*** Opening of Materials provided ***

use crate::cmd::open_tracker;
use crate::git::{self, GitOutcome};
use crate::output::{print_json, print_table, truncate};
use anyhow::Context;
use clap::Args;
use phasetrack_core::report::{handoff_report, latest_summary};
use phasetrack_core::task::{Task, TaskPatch, TaskRecord};
use phasetrack_core::types::TaskStatus;
use std::path::Path;

// ---------------------------------------------------------------------------
// Arguments
// ---------------------------------------------------------------------------

#[derive(Args)]
pub struct AddArgs {
    /// Phase to append the task to
    #[arg(long)]
    pub phase: u32,
    /// New task id (unique across all phases)
    pub task_id: String,
    #[arg(required = true)]
    pub description: Vec<String>,
    /// Expected output (file or artifact)
    #[arg(long)]
    pub output: Option<String>,
    /// Context references as comma-separated paths (e.g. docs/api.md,src/app.py#main)
    #[arg(long, value_delimiter = ',')]
    pub context: Vec<String>,
    /// Dependencies as comma-separated task ids
    #[arg(long = "depends", value_delimiter = ',')]
    pub depends_on: Vec<String>,
    /// Acceptance criterion (repeatable)
    #[arg(long = "criterion")]
    pub acceptance_criteria: Vec<String>,
    /// Test command or test file
    #[arg(long)]
    pub tests: Option<String>,
}

#[derive(Args)]
pub struct EditArgs {
    pub task_id: String,
    #[arg(long)]
    pub description: Option<String>,
    /// Set status directly (pending, in-progress, completed, blocked)
    #[arg(long)]
    pub status: Option<String>,
    #[arg(long)]
    pub output: Option<String>,
    #[arg(long)]
    pub tests: Option<String>,
    /// Replace context references (comma-separated)
    #[arg(long)]
    pub context: Option<String>,
    /// Replace dependencies (comma-separated ids, e.g. t1,t2)
    #[arg(long)]
    pub depends: Option<String>,
    /// Replace acceptance criteria (repeatable)
    #[arg(long = "criterion")]
    pub acceptance_criteria: Vec<String>,
}

fn split_list(raw: &str) -> Vec<String> {
    raw.split(',')
        .map(|s| s.trim().to_string())
        .filter(|s| !s.is_empty())
        .collect()
}

// ---------------------------------------------------------------------------
// list / show
// ---------------------------------------------------------------------------

pub fn list(
    root: &Path,
    status: Option<&str>,
    phase: Option<u32>,
    json: bool,
) -> anyhow::Result<()> {
    let tracker = open_tracker(root)?;
    let set = tracker.load_tasks();
    let status = status.map(|s| TaskStatus::from(s.to_string()));

    let tasks: Vec<&Task> = set
        .tasks
        .iter()
        .filter(|t| status.as_ref().map_or(true, |s| t.status() == s))
        .filter(|t| phase.map_or(true, |p| t.phase == p))
        .collect();

    if json {
        return print_json(&tasks);
    }

    if tasks.is_empty() {
        println!("No tasks found.");
        return Ok(());
    }

    let rows = tasks
        .iter()
        .map(|t| {
            vec![
                t.id().to_string(),
                t.phase.to_string(),
                t.status().to_string(),
                truncate(&t.record.description, 60),
            ]
        })
        .collect();
    print_table(&["ID", "PHASE", "STATUS", "DESCRIPTION"], rows);
    Ok(())
}

pub fn show(root: &Path, task_id: &str, json: bool) -> anyhow::Result<()> {
    let tracker = open_tracker(root)?;
    let task = tracker
        .find(task_id)
        .with_context(|| format!("task '{task_id}' not found"))?;

    if json {
        return print_json(&task);
    }

    let rec = &task.record;
    println!("Task:        {}", rec.id);
    println!("Phase:       {} - {}", task.phase, task.phase_label());
    println!("Status:      {}", rec.status);
    println!("Description: {}", rec.description);
    if let Some(output) = &rec.output {
        println!("Output:      {output}");
    }
    if let Some(tests) = &rec.tests {
        println!("Tests:       {tests}");
    }
    if !rec.context.is_empty() {
        println!("Context:     {}", rec.context.join(", "));
    }
    if !rec.depends_on.is_empty() {
        println!("Depends on:  {}", rec.depends_on.join(", "));
    }
    if !rec.acceptance_criteria.is_empty() {
        println!("Acceptance criteria:");
        for criterion in &rec.acceptance_criteria {
            println!("  - {criterion}");
        }
    }
    if !rec.notes.is_empty() {
        println!("Notes:");
        for note in &rec.notes {
            match &note.timestamp {
                Some(ts) => println!("  [{}] {}", ts.short(), note.note),
                None => println!("  {}", note.note),
            }
        }
    }
    if let Some(updated) = &rec.updated {
        println!("Updated:     {}", updated.short());
    }
    match task.origin.phase_file() {
        Some(file) => println!("File:        {file}"),
        None => println!("File:        {}", tracker.store().layout().tasks_file.display()),
    }
    Ok(())
}

// ---------------------------------------------------------------------------
// start / commit / block
// ---------------------------------------------------------------------------

pub fn start(root: &Path, task_id: &str, json: bool) -> anyhow::Result<()> {
    let tracker = open_tracker(root)?;
    let outcome = tracker
        .start(task_id)
        .with_context(|| format!("failed to start task '{task_id}'"))?;

    if json {
        print_json(&outcome)?;
    } else {
        println!("Started task [{task_id}]: {}", outcome.task.record.description);
        println!("Context: {}", outcome.context_path.display());
    }
    Ok(())
}

pub fn commit(
    root: &Path,
    task_id: &str,
    message: Option<&str>,
    use_git: bool,
    json: bool,
) -> anyhow::Result<()> {
    let tracker = open_tracker(root)?;
    let outcome = tracker
        .commit(task_id, message)
        .with_context(|| format!("failed to complete task '{task_id}'"))?;

    let git = if use_git {
        git::commit_all(root, &outcome.message)
    } else {
        GitOutcome::Skipped("--no-git".to_string())
    };
    if let GitOutcome::Failed(reason) = &git {
        tracing::warn!("{reason}");
    }

    if json {
        let (git_status, git_detail) = match &git {
            GitOutcome::Committed => ("committed", None),
            GitOutcome::Skipped(d) => ("skipped", Some(d.as_str())),
            GitOutcome::Failed(d) => ("failed", Some(d.as_str())),
        };
        return print_json(&serde_json::json!({
            "task": outcome.task,
            "message": outcome.message,
            "removed_contexts": outcome.removed_contexts,
            "git": git_status,
            "git_detail": git_detail,
        }));
    }

    println!("Completed task [{task_id}]");
    for path in &outcome.removed_contexts {
        println!("Removed context: {}", path.display());
    }
    match &git {
        GitOutcome::Committed => println!("Committed: {}", outcome.message),
        GitOutcome::Skipped(reason) => println!("Git skipped: {reason}"),
        GitOutcome::Failed(reason) => println!("Warning: {reason}"),
    }
    print!(
        "\n{}",
        handoff_report(&outcome.task, TaskStatus::Completed.label(), &outcome.message)
    );
    Ok(())
}

pub fn block(root: &Path, task_id: &str, reason: &str, json: bool) -> anyhow::Result<()> {
    let tracker = open_tracker(root)?;
    let task = tracker
        .block(task_id, reason)
        .with_context(|| format!("failed to block task '{task_id}'"))?;

    if json {
        return print_json(&serde_json::json!({
            "task": task,
            "reason": reason,
        }));
    }

    println!("Blocked task [{task_id}]: {reason}");
    print!(
        "\n{}",
        handoff_report(&task, TaskStatus::Blocked.label(), &format!("Blocked: {reason}"))
    );
    Ok(())
}

// ---------------------------------------------------------------------------
// add / edit
// ---------------------------------------------------------------------------

pub fn add(root: &Path, args: AddArgs, json: bool) -> anyhow::Result<()> {
    let tracker = open_tracker(root)?;
    let mut record = TaskRecord::new(args.task_id.trim(), args.description.join(" "));
    record.output = args.output;
    record.tests = args.tests;
    record.context = args.context;
    record.depends_on = args.depends_on;
    record.acceptance_criteria = args.acceptance_criteria;

    let task = tracker
        .add_task(args.phase, record)
        .with_context(|| format!("failed to add task to phase {}", args.phase))?;

    if json {
        print_json(&task)?;
    } else {
        println!(
            "Added task [{}] to phase {} - {}",
            task.id(),
            task.phase,
            task.phase_label()
        );
    }
    Ok(())
}

pub fn edit(root: &Path, args: EditArgs, json: bool) -> anyhow::Result<()> {
    let patch = TaskPatch {
        description: args.description,
        status: args.status.map(TaskStatus::from),
        output: args.output,
        tests: args.tests,
        context: args.context.as_deref().map(split_list),
        depends_on: args.depends.as_deref().map(split_list),
        acceptance_criteria: (!args.acceptance_criteria.is_empty())
            .then_some(args.acceptance_criteria),
        ..TaskPatch::default()
    };
    if patch.is_empty() {
        anyhow::bail!("nothing to edit: pass at least one field flag");
    }

    let tracker = open_tracker(root)?;
    let task = tracker
        .edit(&args.task_id, patch)
        .with_context(|| format!("failed to edit task '{}'", args.task_id))?;

    if json {
        print_json(&task)?;
    } else {
        println!("Updated task [{}]", task.id());
    }
    Ok(())
}

// ---------------------------------------------------------------------------
// context / report
// ---------------------------------------------------------------------------

pub fn context(root: &Path, task_id: &str, write: bool, json: bool) -> anyhow::Result<()> {
    let tracker = open_tracker(root)?;
    let task = tracker
        .find(task_id)
        .with_context(|| format!("task '{task_id}' not found"))?;
    let contexts = tracker.contexts();

    if write {
        let path = contexts
            .generate_context(&task)
            .context("failed to write context document")?;
        if json {
            print_json(&serde_json::json!({ "task_id": task_id, "path": path }))?;
        } else {
            println!("Wrote {}", path.display());
        }
        return Ok(());
    }

    let content = contexts.render_context(&task);
    if json {
        let path = contexts.context_path(task.phase, task.id());
        let existing = contexts.existing_context(task.id(), task.phase);
        print_json(&serde_json::json!({
            "task_id": task_id,
            "path": path,
            "exists": existing.is_some(),
            "content": content,
        }))?;
    } else {
        print!("{content}");
    }
    Ok(())
}

pub fn report(root: &Path, task_id: &str, json: bool) -> anyhow::Result<()> {
    let tracker = open_tracker(root)?;
    let task = tracker
        .find(task_id)
        .with_context(|| format!("task '{task_id}' not found"))?;
    let status = task.status().label().to_string();
    let summary = latest_summary(&task).to_string();
    let text = handoff_report(&task, &status, &summary);

    if json {
        print_json(&serde_json::json!({
            "task_id": task_id,
            "status": status,
            "summary": summary,
            "report": text,
        }))?;
    } else {
        print!("{text}");
    }
    Ok(())
}

#[cfg(test)]
mod tests {
    use super::*;

    #[test]
    fn split_list_trims_and_drops_empties() {
        assert_eq!(split_list(" t1, t2 ,,"), vec!["t1", "t2"]);
        assert!(split_list("").is_empty());
    }
}
use thiserror::Error;

#[derive(Debug, Error)]
pub enum PhasetrackError {
    #[error("task not found: {0}")]
    TaskNotFound(String),

    #[error("task already exists: {0}")]
    TaskExists(String),

    #[error("invalid task id '{0}': must be non-empty with no path separators")]
    InvalidTaskId(String),

    #[error("phase not found: {0}")]
    PhaseNotFound(u32),

    #[error("phase already exists: {0}")]
    PhaseExists(u32),

    #[error("invalid phase: {0}")]
    InvalidPhase(String),

    #[error(transparent)]
    Io(#[from] std::io::Error),

    #[error(transparent)]
    Yaml(#[from] serde_yaml::Error),

    #[error(transparent)]
    Json(#[from] serde_json::Error),
}

pub type Result<T> = std::result::Result<T, PhasetrackError>;
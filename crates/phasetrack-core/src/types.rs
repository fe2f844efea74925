use serde::{Deserialize, Serialize};
use std::fmt;

// ---------------------------------------------------------------------------
// TaskStatus
// ---------------------------------------------------------------------------

/// Task status as written in the YAML files.
///
/// Values outside the four known ones are kept verbatim in `Other` so a
/// hand-edited status survives a rewrite untouched.
#[derive(Debug, Clone, PartialEq, Eq, Hash, Default, Serialize, Deserialize)]
#[serde(from = "String", into = "String")]
pub enum TaskStatus {
    #[default]
    Pending,
    InProgress,
    Completed,
    Blocked,
    Other(String),
}

impl TaskStatus {
    pub fn all() -> &'static [TaskStatus] {
        &[
            TaskStatus::Pending,
            TaskStatus::InProgress,
            TaskStatus::Completed,
            TaskStatus::Blocked,
        ]
    }

    pub fn as_str(&self) -> &str {
        match self {
            TaskStatus::Pending => "pending",
            TaskStatus::InProgress => "in-progress",
            TaskStatus::Completed => "completed",
            TaskStatus::Blocked => "blocked",
            TaskStatus::Other(s) => s,
        }
    }

    pub fn is_recognized(&self) -> bool {
        !matches!(self, TaskStatus::Other(_))
    }

    /// Human label used in reports.
    pub fn label(&self) -> &str {
        match self {
            TaskStatus::Pending => "Pending",
            TaskStatus::InProgress => "In Progress",
            TaskStatus::Completed => "Completed",
            TaskStatus::Blocked => "Blocked",
            TaskStatus::Other(s) => s,
        }
    }
}

impl fmt::Display for TaskStatus {
    fn fmt(&self, f: &mut fmt::Formatter<'_>) -> fmt::Result {
        f.write_str(self.as_str())
    }
}

impl From<String> for TaskStatus {
    fn from(s: String) -> Self {
        match s.as_str() {
            "pending" => TaskStatus::Pending,
            "in-progress" => TaskStatus::InProgress,
            "completed" => TaskStatus::Completed,
            "blocked" => TaskStatus::Blocked,
            _ => TaskStatus::Other(s),
        }
    }
}

impl From<TaskStatus> for String {
    fn from(status: TaskStatus) -> Self {
        match status {
            TaskStatus::Other(s) => s,
            known => known.as_str().to_string(),
        }
    }
}

impl std::str::FromStr for TaskStatus {
    type Err = std::convert::Infallible;

    fn from_str(s: &str) -> Result<Self, Self::Err> {
        Ok(TaskStatus::from(s.to_string()))
    }
}

// ---------------------------------------------------------------------------
// Tests
// ---------------------------------------------------------------------------
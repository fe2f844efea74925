use crate::error::Result;
use crate::task::TaskRecord;
use crate::timestamp::quote_timestamps;
use serde::{Deserialize, Deserializer, Serialize};
use std::collections::BTreeMap;

pub const UNKNOWN_PHASE_NAME: &str = "Unknown Phase";

// ---------------------------------------------------------------------------
// On-disk documents
// ---------------------------------------------------------------------------

/// The `phase:` block at the top of a phase file.
#[derive(Debug, Clone, Default, PartialEq, Serialize, Deserialize)]
pub struct PhaseHeader {
    #[serde(default, skip_serializing_if = "Option::is_none")]
    pub id: Option<u32>,
    #[serde(default, skip_serializing_if = "Option::is_none")]
    pub name: Option<String>,
    #[serde(default, skip_serializing_if = "Option::is_none")]
    pub description: Option<String>,
    #[serde(flatten)]
    pub extra: BTreeMap<String, serde_yaml::Value>,
}

/// One `phases/phase{N}_{name}.yml` document.
#[derive(Debug, Clone, Default, PartialEq, Serialize, Deserialize)]
pub struct PhaseFile {
    #[serde(default, skip_serializing_if = "Option::is_none")]
    pub phase: Option<PhaseHeader>,
    #[serde(default, deserialize_with = "null_as_empty")]
    pub tasks: Vec<TaskRecord>,
    #[serde(flatten)]
    pub extra: BTreeMap<String, serde_yaml::Value>,
}

/// The pre-phase `tasks.yaml` document.
#[derive(Debug, Clone, Default, PartialEq, Serialize, Deserialize)]
pub struct LegacyFile {
    #[serde(default, deserialize_with = "null_as_empty")]
    pub tasks: Vec<TaskRecord>,
    #[serde(flatten)]
    pub extra: BTreeMap<String, serde_yaml::Value>,
}

impl PhaseFile {
    pub fn new(id: u32, name: impl Into<String>, description: impl Into<String>) -> Self {
        Self {
            phase: Some(PhaseHeader {
                id: Some(id),
                name: Some(name.into()),
                description: Some(description.into()),
                extra: BTreeMap::new(),
            }),
            tasks: Vec::new(),
            extra: BTreeMap::new(),
        }
    }

    pub fn parse(text: &str) -> Result<Self> {
        parse_document(text)
    }

    pub fn to_yaml(&self) -> Result<String> {
        Ok(quote_timestamps(&serde_yaml::to_string(self)?))
    }
}

impl LegacyFile {
    pub fn parse(text: &str) -> Result<Self> {
        parse_document(text)
    }

    pub fn to_yaml(&self) -> Result<String> {
        Ok(quote_timestamps(&serde_yaml::to_string(self)?))
    }
}

/// An empty (or comment-only) document is an empty store, not an error.
fn parse_document<T>(text: &str) -> Result<T>
where
    T: for<'de> Deserialize<'de> + Default,
{
    let value: serde_yaml::Value = serde_yaml::from_str(text)?;
    if value.is_null() {
        return Ok(T::default());
    }
    Ok(serde_yaml::from_value(value)?)
}

fn null_as_empty<'de, D, T>(deserializer: D) -> std::result::Result<Vec<T>, D::Error>
where
    D: Deserializer<'de>,
    T: Deserialize<'de>,
{
    Ok(Option::<Vec<T>>::deserialize(deserializer)?.unwrap_or_default())
}

// ---------------------------------------------------------------------------
// PhaseInfo
// ---------------------------------------------------------------------------

/// Phase metadata as seen by readers: header fields plus where it came from.
#[derive(Debug, Clone, PartialEq, Eq, Serialize)]
pub struct PhaseInfo {
    pub id: u32,
    pub name: String,
    pub description: String,
    pub file: String,
    pub task_count: usize,
}

// ---------------------------------------------------------------------------
// Tests
// ---------------------------------------------------------------------------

*** Close of Materials provided ***

### What you should do:
List every line in the records above that contains the word "message".

### Output of the exercise:
    message: Option<&str>,
        .commit(task_id, message)
        git::commit_all(root, &outcome.message)
            "message": outcome.message,
        GitOutcome::Committed => println!("Committed: {}", outcome.message),
        handoff_report(&outcome.task, TaskStatus::Completed.label(), &outcome.message)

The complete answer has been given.